• Aim of the exercise
Of the entries below, return only those lines from the line with "let base_parts: Vec<_> = from" to the line with "summary.item_count += 1;", exactly, both included.

• Supplied entries
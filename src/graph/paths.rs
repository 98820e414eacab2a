//! Lexical path arithmetic for Ninja path strings.
//!
//! Paths handed to the builder usually start with a variable such as `$dst`
//! and cannot be canonicalised on disk. These helpers therefore work purely on
//! components: `$dst/a/b` relative to `$dst/a` is `b`.

use camino::{Utf8Component, Utf8Path, Utf8PathBuf};

/// Remove `.` components and fold `name/..` pairs.
///
/// Leading `..` components of a relative path are preserved.
///
/// ```
/// use camino::Utf8Path;
/// use kumiki::graph::normalize;
///
/// assert_eq!(normalize(Utf8Path::new("./a/./b/../c")), "a/c");
/// assert_eq!(normalize(Utf8Path::new("../x/..")), "..");
/// assert_eq!(normalize(Utf8Path::new(".")), ".");
/// ```
#[must_use]
pub fn normalize(path: &Utf8Path) -> Utf8PathBuf {
    let mut parts: Vec<Utf8Component<'_>> = Vec::new();
    for component in path.components() {
        match component {
            Utf8Component::CurDir => {}
            Utf8Component::ParentDir => match parts.last() {
                Some(Utf8Component::Normal(_)) => {
                    parts.pop();
                }
                Some(Utf8Component::RootDir | Utf8Component::Prefix(_)) => {}
                _ => parts.push(component),
            },
            other => parts.push(other),
        }
    }
    if parts.is_empty() {
        return Utf8PathBuf::from(".");
    }
    parts.iter().collect()
}

/// Express `path` relative to `base` without touching the filesystem.
///
/// Returns `None` when the relation depends on the working directory: one
/// path is absolute and the other is not, or `base` climbs above the shared
/// prefix with `..`.
///
/// ```
/// use camino::Utf8Path;
/// use kumiki::graph::relative_to;
///
/// let rel = relative_to(Utf8Path::new("$dst/web/app.js"), Utf8Path::new("$dst/web"));
/// assert_eq!(rel.as_deref(), Some(Utf8Path::new("app.js")));
/// let up = relative_to(Utf8Path::new("$dst/a.zip"), Utf8Path::new("$dst/web"));
/// assert_eq!(up.as_deref(), Some(Utf8Path::new("../a.zip")));
/// ```
#[must_use]
pub fn relative_to(path: &Utf8Path, base: &Utf8Path) -> Option<Utf8PathBuf> {
    if path.is_absolute() != base.is_absolute() {
        return None;
    }
    let target = normalize(path);
    let from = normalize(base);
    let path_parts: Vec<_> = target
        .components()
        .filter(|c| *c != Utf8Component::CurDir)
        .collect();
    let base_parts: Vec<_> = from
        .components()
        .filter(|c| *c != Utf8Component::CurDir)
        .collect();
    let common = path_parts
        .iter()
        .zip(&base_parts)
        .take_while(|(a, b)| a == b)
        .count();

    let mut relative = Utf8PathBuf::new();
    for part in base_parts.iter().skip(common) {
        if *part == Utf8Component::ParentDir {
            return None;
        }
        relative.push("..");
    }
    for part in path_parts.iter().skip(common) {
        relative.push(part.as_str());
    }
    if relative.as_str().is_empty() {
        relative.push(".");
    }
    Some(relative)
}
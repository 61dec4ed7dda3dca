//! Inventory domain module.
//!
//! Turns pasted spreadsheet text into a typed inventory table, plus the
//! aggregation and floor-plan views built on top of it. Purely
//! deterministic domain logic (no IO, no rendering).

pub mod floor_plan;
pub mod parser;
pub mod quantity;
pub mod record;
pub mod summary;
pub mod table;

pub use floor_plan::{FloorPlan, PlanRow, SiloKind, Slot, SlotStatus};
pub use parser::{InventoryTableParser, parse_inventory};
pub use quantity::{Quantity, group_thousands};
pub use record::{InventoryEntry, InventoryRecord};
pub use summary::InventorySummary;
pub use table::InventoryTable;
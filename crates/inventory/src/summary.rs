//! KPI summary over a parsed table.

use serde::Serialize;

use crate::record::InventoryEntry;
use crate::table::InventoryTable;

/// Aggregates shown next to the floor plan.
#[derive(Debug, Clone, Default, PartialEq, Eq, Serialize)]
pub struct InventorySummary {
    pub item_count: usize,
    pub total_quantity: u64,
    /// Records with a counted quantity of exactly zero.
    pub zero_count: usize,
    /// Highest quantity; earliest record wins ties.
    pub max_entry: Option<InventoryEntry>,
}

impl InventorySummary {
    pub fn from_table(table: &InventoryTable) -> Self {
        let mut summary = Self::default();

        for record in table.records() {
            let quantity = record.quantity_numeric();
            summary.item_count += 1;
            summary.total_quantity = summary.total_quantity.saturating_add(quantity);

            if record.quantity().is_zero_stock() {
                summary.zero_count += 1;
            }

            let is_new_max = summary
                .max_entry
                .as_ref()
                .is_none_or(|best| quantity > best.quantity_numeric);
            if is_new_max {
                summary.max_entry = Some(record.to_entry());
            }
        }

        summary
    }
}

#[cfg(test)]
mod tests {
    use super::*;
    use crate::record::InventoryRecord;

    fn table(rows: &[(&str, &str, &str)]) -> InventoryTable {
        rows.iter()
            .map(|(code, name, qty)| InventoryRecord::from_cells(code, name, qty))
            .collect()
    }

    #[test]
    fn sums_counts_and_finds_max() {
        let summary = table(&[
            ("A101", "WASW", "1,508"),
            ("A102", "WCRS", "1671"),
            ("A103", "WUSH", "0"),
            ("A104", "-", "-"),
        ])
        .summary();

        assert_eq!(summary.item_count, 4);
        assert_eq!(summary.total_quantity, 3179);
        assert_eq!(summary.zero_count, 1);
        let max = summary.max_entry.unwrap();
        assert_eq!(max.location_code.as_str(), "A102");
        assert_eq!(max.quantity_numeric, 1671);
    }

    #[test]
    fn earliest_record_wins_ties() {
        let summary = table(&[("A201", "X", "5"), ("A202", "Y", "5")]).summary();
        assert_eq!(summary.max_entry.unwrap().location_code.as_str(), "A201");
    }

    #[test]
    fn placeholder_quantity_is_not_a_stock_out() {
        let summary = table(&[("A301", "WASW", "-"), ("A302", "WASW", "")]).summary();
        assert_eq!(summary.zero_count, 0);
        assert_eq!(summary.total_quantity, 0);
    }

    #[test]
    fn empty_table_has_no_max() {
        let summary = InventoryTable::new().summary();
        assert_eq!(summary, InventorySummary::default());
        assert!(summary.max_entry.is_none());
    }

    #[test]
    fn total_saturates() {
        let max = u64::MAX.to_string();
        let summary = table(&[("A101", "X", max.as_str()), ("A102", "Y", "10")]).summary();
        assert_eq!(summary.total_quantity, u64::MAX);
    }
}
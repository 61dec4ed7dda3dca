//! Domain error model.

use thiserror::Error;

/// Result type used across the domain layer.
pub type DomainResult<T> = Result<T, DomainError>;

/// Domain-level error.
///
/// Only structural failures live here. Per-field fallbacks (e.g. a quantity
/// that is not numeric) are part of the normal result and never surface as
/// an error.
#[derive(Debug, Error, Clone, PartialEq, Eq)]
pub enum DomainError {
    /// Pasted text did not have the expected tabular shape.
    #[error("malformed input: {0}")]
    MalformedInput(String),

    /// A location code was blank after normalization.
    #[error("invalid location code: {0}")]
    InvalidLocation(String),
}

impl DomainError {
    pub fn malformed(msg: impl Into<String>) -> Self {
        Self::MalformedInput(msg.into())
    }

    pub fn invalid_location(msg: impl Into<String>) -> Self {
        Self::InvalidLocation(msg.into())
    }

    /// True for failures the user should fix by re-copying the spreadsheet.
    pub fn is_malformed_input(&self) -> bool {
        matches!(self, Self::MalformedInput(_))
    }
}
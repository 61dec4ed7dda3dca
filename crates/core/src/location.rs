//! Storage slot identifiers.

use core::str::FromStr;
use serde::{Deserialize, Deserializer, Serialize};

use crate::error::DomainError;

/// Normalized location code (e.g. `A101`).
///
/// Always trimmed and uppercase; the only ways to build one go through
/// [`LocationCode::normalize`].
#[derive(Debug, Clone, PartialEq, Eq, Hash, PartialOrd, Ord, Serialize)]
#[serde(transparent)]
pub struct LocationCode(String);

impl LocationCode {
    /// Trim surrounding whitespace and uppercase.
    ///
    /// Infallible: a blank cell normalizes to the empty code, which matches
    /// no layout slot.
    pub fn normalize(raw: &str) -> Self {
        Self(raw.trim().to_uppercase())
    }

    pub fn as_str(&self) -> &str {
        &self.0
    }

    pub fn is_blank(&self) -> bool {
        self.0.is_empty()
    }
}

impl core::fmt::Display for LocationCode {
    fn fmt(&self, f: &mut core::fmt::Formatter<'_>) -> core::fmt::Result {
        f.pad(&self.0)
    }
}

impl AsRef<str> for LocationCode {
    fn as_ref(&self) -> &str {
        &self.0
    }
}

impl From<String> for LocationCode {
    fn from(value: String) -> Self {
        Self::normalize(&value)
    }
}

impl From<&str> for LocationCode {
    fn from(value: &str) -> Self {
        Self::normalize(value)
    }
}

impl From<LocationCode> for String {
    fn from(value: LocationCode) -> Self {
        value.0
    }
}

impl<'de> Deserialize<'de> for LocationCode {
    fn deserialize<D: Deserializer<'de>>(deserializer: D) -> Result<Self, D::Error> {
        let raw = String::deserialize(deserializer)?;
        Ok(Self::normalize(&raw))
    }
}

/// Strict parse: like [`LocationCode::normalize`] but rejects blank input.
impl FromStr for LocationCode {
    type Err = DomainError;

    fn from_str(s: &str) -> Result<Self, Self::Err> {
        let code = Self::normalize(s);
        if code.is_blank() {
            return Err(DomainError::invalid_location("location code cannot be blank"));
        }
        Ok(code)
    }
}
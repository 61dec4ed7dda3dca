use std::collections::HashMap;

use serde::ser::{Serialize, SerializeSeq, Serializer};

use silomap_core::{Entity, LocationCode};

use crate::record::{InventoryEntry, InventoryRecord};
use crate::summary::InventorySummary;

/// Inventory keyed by normalized location code.
///
/// Built fresh from each parse. Duplicate codes are last-write-wins; the
/// order in which each code first appeared is kept so iteration follows the
/// pasted rows.
#[derive(Debug, Clone, Default, PartialEq, Eq)]
pub struct InventoryTable {
    records: HashMap<LocationCode, InventoryRecord>,
    order: Vec<LocationCode>,
}

impl InventoryTable {
    pub fn new() -> Self {
        Self::default()
    }

    /// Insert or overwrite the record at its location code.
    ///
    /// Returns the replaced record, if any.
    pub(crate) fn upsert(&mut self, record: InventoryRecord) -> Option<InventoryRecord> {
        let code = record.id().clone();
        let previous = self.records.insert(code.clone(), record);
        if previous.is_none() {
            self.order.push(code);
        }
        previous
    }

    /// Point lookup; `code` is normalized first, so `" a101"` finds `A101`.
    ///
    /// `None` means the slot is empty, not that anything failed.
    pub fn get(&self, code: &str) -> Option<&InventoryRecord> {
        self.records.get(&LocationCode::normalize(code))
    }

    pub fn get_code(&self, code: &LocationCode) -> Option<&InventoryRecord> {
        self.records.get(code)
    }

    pub fn contains(&self, code: &str) -> bool {
        self.get(code).is_some()
    }

    pub fn len(&self) -> usize {
        self.records.len()
    }

    pub fn is_empty(&self) -> bool {
        self.records.is_empty()
    }

    /// Location codes in first-appearance order.
    pub fn codes(&self) -> impl Iterator<Item = &LocationCode> {
        self.order.iter()
    }

    /// Records in first-appearance order of their code.
    pub fn records(&self) -> impl Iterator<Item = &InventoryRecord> {
        self.order.iter().filter_map(|code| self.records.get(code))
    }

    /// Flattened `{location_code, item_name, quantity_numeric}` view.
    pub fn entries(&self) -> Vec<InventoryEntry> {
        self.records().map(InventoryRecord::to_entry).collect()
    }

    pub fn summary(&self) -> InventorySummary {
        InventorySummary::from_table(self)
    }
}

impl FromIterator<InventoryRecord> for InventoryTable {
    fn from_iter<I: IntoIterator<Item = InventoryRecord>>(iter: I) -> Self {
        let mut table = Self::new();
        for record in iter {
            table.upsert(record);
        }
        table
    }
}

/// Serialized as the ordered list of records.
impl Serialize for InventoryTable {
    fn serialize<S: Serializer>(&self, serializer: S) -> Result<S::Ok, S::Error> {
        let mut seq = serializer.serialize_seq(Some(self.len()))?;
        for record in self.records() {
            seq.serialize_element(record)?;
        }
        seq.end()
    }
}
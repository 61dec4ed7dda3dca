//! Quantity normalization for pasted spreadsheet cells.

use std::borrow::Cow;
use std::sync::LazyLock;

use regex::Regex;

/// Digits with at most one decimal point, at least one digit overall.
/// ASCII only: `\d` would also accept other scripts' digits.
static NUMERIC_QUANTITY: LazyLock<Regex> = LazyLock::new(|| {
    Regex::new(r"^(?:[0-9]+\.?[0-9]*|\.[0-9]+)$").expect("numeric quantity pattern is valid")
});

/// A normalized quantity cell.
#[derive(Debug, Clone, PartialEq, Eq, Hash)]
pub enum Quantity {
    /// The cell was numeric; fractional part truncated.
    Counted(u64),
    /// The cell was not numeric (placeholder, currency, blank, negative...).
    /// Holds the original cell text exactly as pasted.
    Unparsed(String),
}

impl Quantity {
    /// Normalize a raw quantity cell.
    ///
    /// Comma separators and surrounding whitespace are stripped before the
    /// numeric check; the fallback keeps the untouched original.
    pub fn normalize(raw: &str) -> Self {
        let stripped = raw.replace(',', "");
        let candidate = stripped.trim();

        if !NUMERIC_QUANTITY.is_match(candidate) {
            return Self::Unparsed(raw.to_string());
        }

        let whole = candidate.split('.').next().unwrap_or_default();
        if whole.is_empty() {
            return Self::Counted(0);
        }

        match whole.parse::<u64>() {
            Ok(n) => Self::Counted(n),
            // Out of range for u64; keep it display-only.
            Err(_) => Self::Unparsed(raw.to_string()),
        }
    }

    /// Best-effort integer value; 0 for unparsed cells.
    pub fn numeric(&self) -> u64 {
        match self {
            Self::Counted(n) => *n,
            Self::Unparsed(_) => 0,
        }
    }

    /// Human-readable form: comma-grouped digits, or the raw cell text.
    pub fn display(&self) -> Cow<'_, str> {
        match self {
            Self::Counted(n) => Cow::Owned(group_thousands(*n)),
            Self::Unparsed(raw) => Cow::Borrowed(raw),
        }
    }

    pub fn is_counted(&self) -> bool {
        matches!(self, Self::Counted(_))
    }

    /// Counted and exactly zero. A placeholder such as `-` is not a stock-out.
    pub fn is_zero_stock(&self) -> bool {
        matches!(self, Self::Counted(0))
    }
}

impl core::fmt::Display for Quantity {
    fn fmt(&self, f: &mut core::fmt::Formatter<'_>) -> core::fmt::Result {
        f.pad(&self.display())
    }
}

/// Render `n` with a comma every three digits (`1508` -> `1,508`).
pub fn group_thousands(n: u64) -> String {
    let digits = n.to_string();
    let len = digits.len();
    let mut out = String::with_capacity(len + len / 3);
    for (i, ch) in digits.chars().enumerate() {
        if i > 0 && (len - i) % 3 == 0 {
            out.push(',');
        }
        out.push(ch);
    }
    out
}
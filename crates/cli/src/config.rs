//! Command-line and environment configuration.

use std::path::{Path, PathBuf};

use clap::{Parser, ValueEnum};

use silomap_observability::LogConfig;

#[derive(Debug, Clone, Copy, PartialEq, Eq, ValueEnum)]
pub enum OutputFormat {
    Text,
    Json,
}

/// Render pasted silo inventory rows (location, item, quantity).
#[derive(Debug, Clone, Parser)]
#[command(name = "silomap", version)]
pub struct Cli {
    /// File holding the pasted rows; omit or pass `-` to read stdin.
    pub input: Option<PathBuf>,

    #[arg(long, value_enum, env = "SILOMAP_FORMAT", default_value = "text")]
    pub format: OutputFormat,

    /// Also print the floor-plan slot board (text output).
    #[arg(long)]
    pub board: bool,

    /// Also print the KPI summary (text output).
    #[arg(long)]
    pub summary: bool,

    /// Write logs to stderr as JSON lines.
    #[arg(long, env = "SILOMAP_LOG_JSON")]
    pub log_json: bool,
}

impl Cli {
    /// Input file, or `None` for stdin.
    pub fn input_path(&self) -> Option<&Path> {
        self.input
            .as_deref()
            .filter(|path| *path != Path::new("-"))
    }

    pub fn log_config(&self) -> LogConfig {
        LogConfig {
            json: self.log_json,
            ..LogConfig::default()
        }
    }
}

#[cfg(test)]
mod tests {
    use super::*;

    #[test]
    fn defaults_read_stdin_as_text() {
        let cli = Cli::try_parse_from(["silomap"]).unwrap();
        assert_eq!(cli.input_path(), None);
        assert!(!cli.board);
        assert!(!cli.summary);
        assert_eq!(cli.log_config().default_filter, "warn");
    }

    #[test]
    fn dash_means_stdin() {
        let cli = Cli::try_parse_from(["silomap", "-"]).unwrap();
        assert_eq!(cli.input_path(), None);

        let cli = Cli::try_parse_from(["silomap", "stock.tsv"]).unwrap();
        assert_eq!(cli.input_path(), Some(Path::new("stock.tsv")));
    }

    #[test]
    fn format_and_sections_are_flags() {
        let cli =
            Cli::try_parse_from(["silomap", "--format", "json", "--board", "--summary", "--log-json"]).unwrap();
        assert_eq!(cli.format, OutputFormat::Json);
        assert!(cli.board && cli.summary);
        assert!(cli.log_config().json);
    }

    #[test]
    fn unknown_format_is_rejected() {
        assert!(Cli::try_parse_from(["silomap", "--format", "html"]).is_err());
    }
}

• Exercise response
    let base_parts: Vec<_> = from
        .components()
        .filter(|c| *c != Utf8Component::CurDir)
        .collect();
    let common = path_parts
        .iter()
        .zip(&base_parts)
        .take_while(|(a, b)| a == b)
        .count();

    let mut relative = Utf8PathBuf::new();
    for part in base_parts.iter().skip(common) {
        if *part == Utf8Component::ParentDir {
            return None;
        }
        relative.push("..");
    }
    for part in path_parts.iter().skip(common) {
        relative.push(part.as_str());
    }
    if relative.as_str().is_empty() {
        relative.push(".");
    }
    Some(relative)
}
repository 61dec4ed7dda3dca
//! Inventory domain module.
//!
//! Turns pasted spreadsheet text into a typed inventory table, plus the
//! aggregation and floor-plan views built on top of it. Purely
//! deterministic domain logic (no IO, no rendering).

pub mod floor_plan;
pub mod parser;
pub mod quantity;
pub mod record;
pub mod summary;
pub mod table;

pub use floor_plan::{FloorPlan, PlanRow, SiloKind, Slot, SlotStatus};
pub use parser::{InventoryTableParser, parse_inventory};
pub use quantity::{Quantity, group_thousands};
pub use record::{InventoryEntry, InventoryRecord};
pub use summary::InventorySummary;
pub use table::InventoryTable;
filename crates/inventory/src/summary.rs
//! KPI summary over a parsed table.

use serde::Serialize;

use crate::record::InventoryEntry;
use crate::table::InventoryTable;

/// Aggregates shown next to the floor plan.
#[derive(Debug, Clone, Default, PartialEq, Eq, Serialize)]
pub struct InventorySummary {
    pub item_count: usize,
    pub total_quantity: u64,
    /// Records with a counted quantity of exactly zero.
    pub zero_count: usize,
    /// Highest quantity; earliest record wins ties.
    pub max_entry: Option<InventoryEntry>,
}

impl InventorySummary {
    pub fn from_table(table: &InventoryTable) -> Self {
        let mut summary = Self::default();

        for record in table.records() {
            let quantity = record.quantity_numeric();
            summary.item_count += 1;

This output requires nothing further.